The first thing she saw as she staggered into the room was the colour of the water that had spilled across the floor to her feet. It was pink. In a moment she saw what had coloured it – saw the trickles of blood that were mingled with the water. Blood was trickling down the side of the bath. She had to force herself to look beyond that, to where Helen was cowering against the taps.
The child was struggling in the pinkish water. She was screaming so loudly that the tiled walls seemed to shriek, and her limbs seemed useless. The discolouration of the water made it difficult for Joanna to see the child's body. Her eyes were aching with strain before she made out that the child was unmarked. Once she was sure of that, she was able to look at David. She saw the razor-blade in his left hand at once.
He seemed hardly aware of her. Certainly his muttering wasn't intended for her. 'It didn't work,' he was repeating lifelessly. 'It won't stop.' Perhaps he was as drained of feeling as his voice, for he was slashing mechanically at his right hand with the razor. Though its fingers were twitching, it was scarcely more than rags of raw flesh now.
He was turning toward Helen. Up went his left hand with the razor-blade. 'Won't stop,' he moaned. Before Joanna could move, he had shoved the blade into his open mouth, and swallowed. The next moment he lurched forward at Helen. It was a convulsion, not an attack. As he slumped to his knees, nothing reached her but an enormous rush of blood.
Two
Ten hours earlier, Alan Knight was thinking: My God, he's crazy. I'm being driven by a madman.
Though the expressway to the airport was slippery with rain, everyone was driving as if they couldn't leave Lagos behind soon enough. They still had miles to go, for here on the mainland Lagos sent its housing and industrial estates swar
ming toward the north. They'd passed the overcrowded bungalows of Ebute-Metta, but Mushin and Oshodi were still to come – if Alan ever got there, if the car hadn't left the road by then.
'I think we've got plenty of time before check-in,' he said, as casually as he could.

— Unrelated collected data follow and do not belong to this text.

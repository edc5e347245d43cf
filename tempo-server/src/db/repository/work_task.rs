//! Work Task Repository
//!
//! Mutations are guarded by the task lock in `reports::lock` at the engine
//! layer; this module is plain storage.

use super::{RepoError, RepoResult};
use shared::models::{
    SubTask, SubTaskCreate, SubTaskUpdate, WorkTask, WorkTaskCreate, WorkTaskUpdate,
};
use shared::snowflake_id;
use sqlx::SqlitePool;

const TASK_COLUMNS: &str =
    "id, assignee_id, work_date, title, description, status, created_by, created_at, updated_at";
const SUB_COLUMNS: &str = "id, task_id, title, status, created_at, updated_at";

pub async fn find_by_id(pool: &SqlitePool, id: i64) -> RepoResult<Option<WorkTask>> {
    let sql = format!("SELECT {TASK_COLUMNS} FROM work_task WHERE id = ?");
    let task = sqlx::query_as::<_, WorkTask>(&sql)
        .bind(id)
        .fetch_optional(pool)
        .await?;
    Ok(task)
}

pub async fn find_by_assignee_date(
    pool: &SqlitePool,
    assignee_id: i64,
    work_date: &str,
) -> RepoResult<Vec<WorkTask>> {
    let sql = format!(
        "SELECT {TASK_COLUMNS} FROM work_task WHERE assignee_id = ? AND work_date = ? \
         ORDER BY created_at ASC"
    );
    let tasks = sqlx::query_as::<_, WorkTask>(&sql)
        .bind(assignee_id)
        .bind(work_date)
        .fetch_all(pool)
        .await?;
    Ok(tasks)
}

pub async fn create(
    pool: &SqlitePool,
    assignee_id: i64,
    work_date: &str,
    created_by: i64,
    data: &WorkTaskCreate,
    now: i64,
) -> RepoResult<WorkTask> {
    let id = snowflake_id();
    sqlx::query(
        "INSERT INTO work_task (id, assignee_id, work_date, title, description, status, \
         created_by, created_at, updated_at) VALUES (?, ?, ?, ?, ?, 'PLANNED', ?, ?, ?)",
    )
    .bind(id)
    .bind(assignee_id)
    .bind(work_date)
    .bind(&data.title)
    .bind(&data.description)
    .bind(created_by)
    .bind(now)
    .bind(now)
    .execute(pool)
    .await?;

    find_by_id(pool, id)
        .await?
        .ok_or_else(|| RepoError::Database("Failed to create task".into()))
}

pub async fn update(
    pool: &SqlitePool,
    id: i64,
    data: &WorkTaskUpdate,
    now: i64,
) -> RepoResult<WorkTask> {
    let existing = find_by_id(pool, id)
        .await?
        .ok_or_else(|| RepoError::NotFound(format!("Task {} not found", id)))?;

    sqlx::query(
        "UPDATE work_task SET title = ?, description = ?, status = ?, updated_at = ? WHERE id = ?",
    )
    .bind(data.title.clone().unwrap_or(existing.title))
    .bind(data.description.clone().or(existing.description))
    .bind(data.status.unwrap_or(existing.status))
    .bind(now)
    .bind(id)
    .execute(pool)
    .await?;

    find_by_id(pool, id)
        .await?
        .ok_or_else(|| RepoError::NotFound(format!("Task {} not found", id)))
}

/// Delete a task and (via FK cascade) its sub-tasks.
pub async fn delete(pool: &SqlitePool, id: i64) -> RepoResult<bool> {
    let result = sqlx::query("DELETE FROM work_task WHERE id = ?")
        .bind(id)
        .execute(pool)
        .await?;
    Ok(result.rows_affected() > 0)
}

// ── Sub-tasks ───────────────────────────────────────────────────────

pub async fn find_sub_task(pool: &SqlitePool, id: i64) -> RepoResult<Option<SubTask>> {
    let sql = format!("SELECT {SUB_COLUMNS} FROM sub_task WHERE id = ?");
    let sub = sqlx::query_as::<_, SubTask>(&sql)
        .bind(id)
        .fetch_optional(pool)
        .await?;
    Ok(sub)
}

pub async fn find_sub_tasks(pool: &SqlitePool, task_id: i64) -> RepoResult<Vec<SubTask>> {
    let sql = format!("SELECT {SUB_COLUMNS} FROM sub_task WHERE task_id = ? ORDER BY created_at ASC");
    let subs = sqlx::query_as::<_, SubTask>(&sql)
        .bind(task_id)
        .fetch_all(pool)
        .await?;
    Ok(subs)
}

pub async fn create_sub_task(
    pool: &SqlitePool,
    task_id: i64,
    data: &SubTaskCreate,
    now: i64,
) -> RepoResult<SubTask> {
    let id = snowflake_id();
    sqlx::query(
        "INSERT INTO sub_task (id, task_id, title, status, created_at, updated_at) \
         VALUES (?, ?, ?, 'PLANNED', ?, ?)",
    )
    .bind(id)
    .bind(task_id)
    .bind(&data.title)
    .bind(now)
    .bind(now)
    .execute(pool)
    .await?;

    find_sub_task(pool, id)
        .await?
        .ok_or_else(|| RepoError::Database("Failed to create sub-task".into()))
}

pub async fn update_sub_task(
    pool: &SqlitePool,
    id: i64,
    data: &SubTaskUpdate,
    now: i64,
) -> RepoResult<SubTask> {
    let existing = find_sub_task(pool, id)
        .await?
        .ok_or_else(|| RepoError::NotFound(format!("Sub-task {} not found", id)))?;

    sqlx::query("UPDATE sub_task SET title = ?, status = ?, updated_at = ? WHERE id = ?")
        .bind(data.title.clone().unwrap_or(existing.title))
        .bind(data.status.unwrap_or(existing.status))
        .bind(now)
        .bind(id)
        .execute(pool)
        .await?;

    find_sub_task(pool, id)
        .await?
        .ok_or_else(|| RepoError::NotFound(format!("Sub-task {} not found", id)))
}

pub async fn delete_sub_task(pool: &SqlitePool, id: i64) -> RepoResult<bool> {
    let result = sqlx::query("DELETE FROM sub_task WHERE id = ?")
        .bind(id)
        .execute(pool)
        .await?;
    Ok(result.rows_affected() > 0)
}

When Marlowe glanced at him, the car swerved. This is it, Alan thought numbly. I've done it now, I've made him crash. But Marlowe guided them back into the wake of the car ahead. 'Better let me judge the speed. We're liable to cause an accident if I try to go slow.'
True, many of the drivers were unused to high-speed roads. Alan had already seen three cars off the road today, one attended by an ambulance and two already rusting. All the same, he could see no reason for Marlowe to drive like this, glaring fiercely through the watery fan of the windscreen wiper, overtaking whenever he saw the hint of a gap. In his great red-haired hands the wheel looked like a toy, and Alan was afraid that Marlowe regarded it as such. He was beginning to wish he had taken a taxi, even though, after Frankfurt, Lagos had the most expensive taxis in the world.

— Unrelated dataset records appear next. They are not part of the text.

//! Department API Handlers

use axum::{
    Json,
    extract::{Path, Query, State},
};
use serde::Deserialize;

use crate::core::ServerState;
use crate::db::repository::department;
use crate::reports::rollup;
use crate::utils::validation::{MAX_NAME_LEN, validate_required_text};
use crate::utils::{AppError, AppResult};
use shared::models::{Department, DepartmentReport, PeriodType};

/// GET /api/departments
pub async fn list(State(state): State<ServerState>) -> AppResult<Json<Vec<Department>>> {
    let depts = department::find_active(&state.pool).await?;
    Ok(Json(depts))
}

#[derive(Debug, Deserialize)]
pub struct CreateRequest {
    pub name: String,
}

/// POST /api/departments (经理及以上)
pub async fn create(
    State(state): State<ServerState>,
    Json(req): Json<CreateRequest>,
) -> AppResult<Json<Department>> {
    validate_required_text(&req.name, "name", MAX_NAME_LEN)?;
    let dept = department::create(&state.pool, req.name.trim(), state.clock.now_millis()).await?;
    Ok(Json(dept))
}

#[derive(Debug, Deserialize)]
pub struct ReportsQuery {
    pub period_type: Option<PeriodType>,
    #[serde(default = "default_limit")]
    pub limit: i32,
}

fn default_limit() -> i32 {
    50
}

/// GET /api/departments/:id/reports - 部门汇总列表
pub async fn list_reports(
    State(state): State<ServerState>,
    Path(id): Path<i64>,
    Query(query): Query<ReportsQuery>,
) -> AppResult<Json<Vec<DepartmentReport>>> {
    let reports =
        department::list_reports(&state.pool, id, query.period_type, query.limit).await?;
    Ok(Json(reports))
}

#[derive(Debug, Deserialize)]
pub struct RollupRequest {
    pub period_type: PeriodType,
    pub period_key: String,
}

/// POST /api/departments/:id/rollup - 手动触发幂等汇总 (经理及以上)
pub async fn rollup(
    State(state): State<ServerState>,
    Path(id): Path<i64>,
    Json(req): Json<RollupRequest>,
) -> AppResult<Json<Option<DepartmentReport>>> {
    department::find_by_id(&state.pool, id)
        .await?
        .ok_or_else(|| AppError::not_found(format!("Department {} not found", id)))?;

    let result = rollup::aggregate(
        &state.pool,
        &state.clock,
        id,
        req.period_type,
        &req.period_key,
    )
    .await?;

    Ok(Json(result))
}
//! Work Task API 模块 (任务与子任务)

mod handler;

use axum::{
    Router,
    routing::{get, post, put},
};

use crate::core::ServerState;

pub fn router() -> Router<ServerState> {
    Router::new().nest("/api/tasks", routes())
}

fn routes() -> Router<ServerState> {
    Router::new()
        .route("/", get(handler::list).post(handler::create))
        .route("/{id}", put(handler::update).delete(handler::delete))
        .route("/{id}/sub-tasks", get(handler::list_sub_tasks).post(handler::create_sub_task))
        .route(
            "/sub-tasks/{id}",
            put(handler::update_sub_task).delete(handler::delete_sub_task),
        )
}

How had he ended up with this lift at all? He remembered being invited to last night's party ('Mr Knight, you must come, everyone knows your books, they're dying to meet you') but very little of the party itself: a blur of people in pale thin suits or dresses or Yoruba robes, Nigerians laughing and shaking his hand for minutes, expatriates dark as mahogany, full of all the questions you were supposed to ask a writer. They might know of his books, but it seemed that nobody had read them. After hours of this sort of thing he'd found himself talking to Marlowe, the red-bearded giant he had noticed drinking and brooding all by himself in a corner. He couldn't recall what Marlowe had said – something about the hidden dangers of anthropology? – until suddenly Marlowe's eyes had brightened, for no reason that Alan could see. 'You're going to need a lift tomorrow,' Marlowe had said, and here it was.